[Data]

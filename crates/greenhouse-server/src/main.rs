//! Greenhouse broker binary.
//!
//! # Usage
//!
//! ```bash
//! # Listen on the default port
//! greenhouse-server
//!
//! # Custom address, verbose logging
//! greenhouse-server --bind 127.0.0.1:4000 --log-level debug
//! ```

use clap::Parser;
use greenhouse_server::{BrokerConfig, DEFAULT_OUTBOX_CAPACITY, Server, ServerRuntimeConfig};
use tracing_subscriber::{EnvFilter, fmt, layer::SubscriberExt, util::SubscriberInitExt};

/// Greenhouse broker server
#[derive(Parser, Debug)]
#[command(name = "greenhouse-server")]
#[command(about = "Relays between greenhouse sensor nodes and control panels")]
#[command(version)]
struct Args {
    /// Address to bind to
    #[arg(short, long, default_value = "0.0.0.0:1212")]
    bind: String,

    /// Maximum concurrent connections
    #[arg(long, default_value = "10000")]
    max_connections: usize,

    /// Messages queued per connection before a slow reader is disconnected
    #[arg(long, default_value_t = DEFAULT_OUTBOX_CAPACITY)]
    outbox_capacity: usize,

    /// Log level (trace, debug, info, warn, error)
    #[arg(long, default_value = "info")]
    log_level: String,
}

#[tokio::main]
async fn main() -> Result<(), Box<dyn std::error::Error>> {
    let args = Args::parse();
    let filter =
        EnvFilter::try_from_default_env().unwrap_or_else(|_| EnvFilter::new(&args.log_level));

    tracing_subscriber::registry().with(fmt::layer()).with(filter).init();

    tracing::info!("Greenhouse server starting");
    tracing::info!("Binding to {}", args.bind);

    let config = ServerRuntimeConfig {
        bind_address: args.bind,
        broker: BrokerConfig { max_connections: args.max_connections },
        outbox_capacity: args.outbox_capacity,
    };

    let server = Server::bind(config).await?;

    tracing::info!("Server listening on {}", server.local_addr()?);

    server
        .run_until(async {
            if let Err(e) = tokio::signal::ctrl_c().await {
                tracing::error!("Failed to listen for Ctrl-C: {}", e);
                std::future::pending::<()>().await;
            }
        })
        .await?;

    tracing::info!("Server stopped");

    Ok(())
}
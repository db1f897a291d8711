//! Error types for greenhouse connections.
//!
//! Only the write side reports errors: the read side turns EOF and I/O
//! failures into "closed" so a receive loop never has to match on them.

use std::io;

use greenhouse_proto::EncodeError;
use thiserror::Error;

/// Errors that can occur while sending on a connection.
#[derive(Error, Debug, Clone, PartialEq, Eq)]
pub enum ConnectionError {
    /// The message cannot be represented as a protocol line.
    #[error("encode error: {0}")]
    Encode(#[from] EncodeError),

    /// A raw line contained a line break.
    #[error("line contains a line break")]
    EmbeddedNewline,

    /// The connection has been shut down locally or by the peer.
    #[error("connection closed")]
    Closed,

    /// Underlying transport error
    #[error("transport error: {0}")]
    Transport(String),
}

impl ConnectionError {
    /// Returns true if the connection is unusable after this error.
    ///
    /// Encoding problems concern one message only; the connection itself
    /// stays healthy.
    pub fn is_fatal(&self) -> bool {
        matches!(self, Self::Closed | Self::Transport(_))
    }
}

/// Convert `io::Error` to `ConnectionError` (for transport errors)
impl From<io::Error> for ConnectionError {
    fn from(err: io::Error) -> Self {
        match err.kind() {
            io::ErrorKind::BrokenPipe
            | io::ErrorKind::ConnectionReset
            | io::ErrorKind::ConnectionAborted
            | io::ErrorKind::NotConnected => Self::Closed,
            _ => Self::Transport(err.to_string()),
        }
    }
}

/// Boundary conversion for callers that work in `io::Result`.
impl From<ConnectionError> for io::Error {
    fn from(err: ConnectionError) -> Self {
        let kind = match &err {
            ConnectionError::Encode(_) | ConnectionError::EmbeddedNewline => {
                io::ErrorKind::InvalidInput
            },
            ConnectionError::Closed => io::ErrorKind::NotConnected,
            ConnectionError::Transport(_) => io::ErrorKind::Other,
        };
        Self::new(kind, err.to_string())
    }
}
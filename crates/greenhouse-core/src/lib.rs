//! Greenhouse connection layer.
//!
//! Turns any async byte stream into a line channel carrying
//! [`greenhouse_proto::Message`] values. The broker and both client roles
//! build on this; none of them touch raw bytes.
//!
//! # Components
//!
//! - [`Connection`]: wraps one stream, split into [`LineReader`] and
//!   [`ConnectionWriter`]
//! - [`ConnectionError`]: write-side failures

#![forbid(unsafe_code)]
#![deny(missing_docs)]

pub mod connection;
mod error;

pub use connection::{Connection, ConnectionWriter, LineReader};
pub use error::ConnectionError;
//! Fuzz target for the line decoder
//!
//! # Strategy
//!
//! - Random text: arbitrary UTF-8 lines
//! - Known prefixes: every message prefix followed by arbitrary text, so the
//!   field parsers (ids, readings, actuator lists, states) see garbage
//!
//! # Invariants
//!
//! - `decode` NEVER panics
//! - A decoded non-error message re-encodes and decodes to itself
//! - Text after a known prefix never decodes as an unknown message

#![no_main]

use arbitrary::Arbitrary;
use greenhouse_proto::{ErrorKind, Message, decode, encode};
use libfuzzer_sys::fuzz_target;

const PREFIXES: [&str; 7] =
    ["type=sensor:", "type=control", "sensors:", "offline:", "actuator:", "E_unknown:", "E_invalid:"];

#[derive(Debug, Arbitrary)]
enum LineInput {
    Raw(String),
    Prefixed { prefix: u8, rest: String },
}

fuzz_target!(|input: LineInput| {
    let (line, prefixed) = match input {
        LineInput::Raw(line) => (line, false),
        LineInput::Prefixed { prefix, rest } => {
            let prefix = PREFIXES[usize::from(prefix) % PREFIXES.len()];
            (format!("{prefix}{rest}"), true)
        }
    };

    let message = decode(&line);

    if prefixed {
        assert!(
            !matches!(message, Message::Error { kind: ErrorKind::Unknown, .. })
                || line.starts_with("E_unknown:"),
            "prefixed line decoded as unknown: {line:?}"
        );
    }

    if matches!(message, Message::Error { .. }) {
        return;
    }

    let encoded = encode(&message).expect("decoded message must re-encode");
    assert!(!encoded.contains('\n'));
    assert_eq!(decode(&encoded), message, "round trip failed for {line:?}");
});
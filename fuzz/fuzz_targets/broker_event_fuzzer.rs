//! Fuzz target for the broker state machine
//!
//! # Strategy
//!
//! - Random interleavings of accept, message and close events over a small
//!   pool of connection ids (so ids collide and get reused)
//! - Messages of every kind, including wildcards and undecodable lines
//! - A small connection limit so refusals are exercised
//!
//! # Invariants
//!
//! - `process_event` NEVER panics
//! - Every registered node is owned by a live node connection with that id
//! - Every registered panel is a live panel connection
//! - `NodeOffline` and `NodeAnnounce` are only ever sent to panels
//! - Only the connection an event is about, or the node connection it took a
//!   node id from, is ever closed

#![no_main]

use arbitrary::Arbitrary;
use greenhouse_proto::{ANY, ActuatorDescriptor, Message, SensorReading};
use greenhouse_server::{Broker, BrokerAction, BrokerConfig, BrokerEvent, SessionRole};
use libfuzzer_sys::fuzz_target;

#[derive(Debug, Clone, Arbitrary)]
enum FuzzEvent {
    Accept { conn: u8 },
    Receive { conn: u8, message: FuzzMessage },
    Close { conn: u8 },
}

#[derive(Debug, Clone, Arbitrary)]
enum FuzzMessage {
    NodeAnnounce { node_id: i8, actuators: Vec<i8> },
    PanelAnnounce,
    SensorData { node_id: i8 },
    ActuatorState { node_id: i8, actuator_id: i8, is_on: bool },
    NodeOffline { node_id: i8 },
    Line(String),
}

impl FuzzMessage {
    fn into_message(self) -> Message {
        match self {
            Self::NodeAnnounce { node_id, actuators } => Message::NodeAnnounce {
                node_id: i32::from(node_id),
                actuators: actuators
                    .into_iter()
                    .map(|id| ActuatorDescriptor::new("fan", i32::from(id)))
                    .collect(),
            },
            Self::PanelAnnounce => Message::PanelAnnounce,
            Self::SensorData { node_id } => Message::SensorData {
                node_id: i32::from(node_id),
                readings: vec![SensorReading::new("temperature", 20.0, "C")],
            },
            Self::ActuatorState { node_id, actuator_id, is_on } => {
                Message::actuator_state(i32::from(node_id), i32::from(actuator_id), is_on)
            }
            Self::NodeOffline { node_id } => Message::NodeOffline { node_id: i32::from(node_id) },
            Self::Line(line) => greenhouse_proto::decode(&line),
        }
    }
}

fuzz_target!(|events: Vec<FuzzEvent>| {
    let mut broker = Broker::new(BrokerConfig { max_connections: 6 });

    for event in events {
        let (origin, event) = match event {
            FuzzEvent::Accept { conn } => {
                let conn = u64::from(conn % 8);
                (conn, BrokerEvent::ConnectionAccepted { conn })
            }
            FuzzEvent::Receive { conn, message } => {
                let conn = u64::from(conn % 8);
                (conn, BrokerEvent::MessageReceived { conn, message: message.into_message() })
            }
            FuzzEvent::Close { conn } => {
                let conn = u64::from(conn % 8);
                (conn, BrokerEvent::ConnectionClosed { conn, reason: "fuzz".to_string() })
            }
        };

        let before: Vec<_> = (0..8).map(|conn| broker.role(conn)).collect();

        let Ok(actions) = broker.process_event(event) else {
            continue;
        };

        for action in &actions {
            match action {
                BrokerAction::Send {
                    conn,
                    message: Message::NodeOffline { .. } | Message::NodeAnnounce { .. },
                } => {
                    assert_eq!(broker.role(*conn), Some(SessionRole::Panel));
                }
                BrokerAction::Close { conn, .. } if *conn != origin => {
                    let (Some(SessionRole::Node(old)), Some(SessionRole::Node(new))) =
                        (before[*conn as usize], broker.role(origin))
                    else {
                        panic!("closed unrelated connection {conn}");
                    };
                    assert_eq!(old, new);
                    assert_eq!(broker.role(*conn), None);
                }
                _ => {}
            }
        }

        for (node_id, entry) in broker.registry().nodes() {
            assert_ne!(node_id, ANY);
            assert_eq!(broker.role(entry.conn), Some(SessionRole::Node(node_id)));
        }
        for conn in broker.registry().panels() {
            assert_eq!(broker.role(conn), Some(SessionRole::Panel));
        }
        assert!(broker.connection_count() <= 6);
    }
});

[/Data]

▸ **Instructions to follow**: Your answer should consist of the lines above that hold the word "events".

▸ **Worked solution**:
//! - Random interleavings of accept, message and close events over a small
fuzz_target!(|events: Vec<FuzzEvent>| {
    for event in events {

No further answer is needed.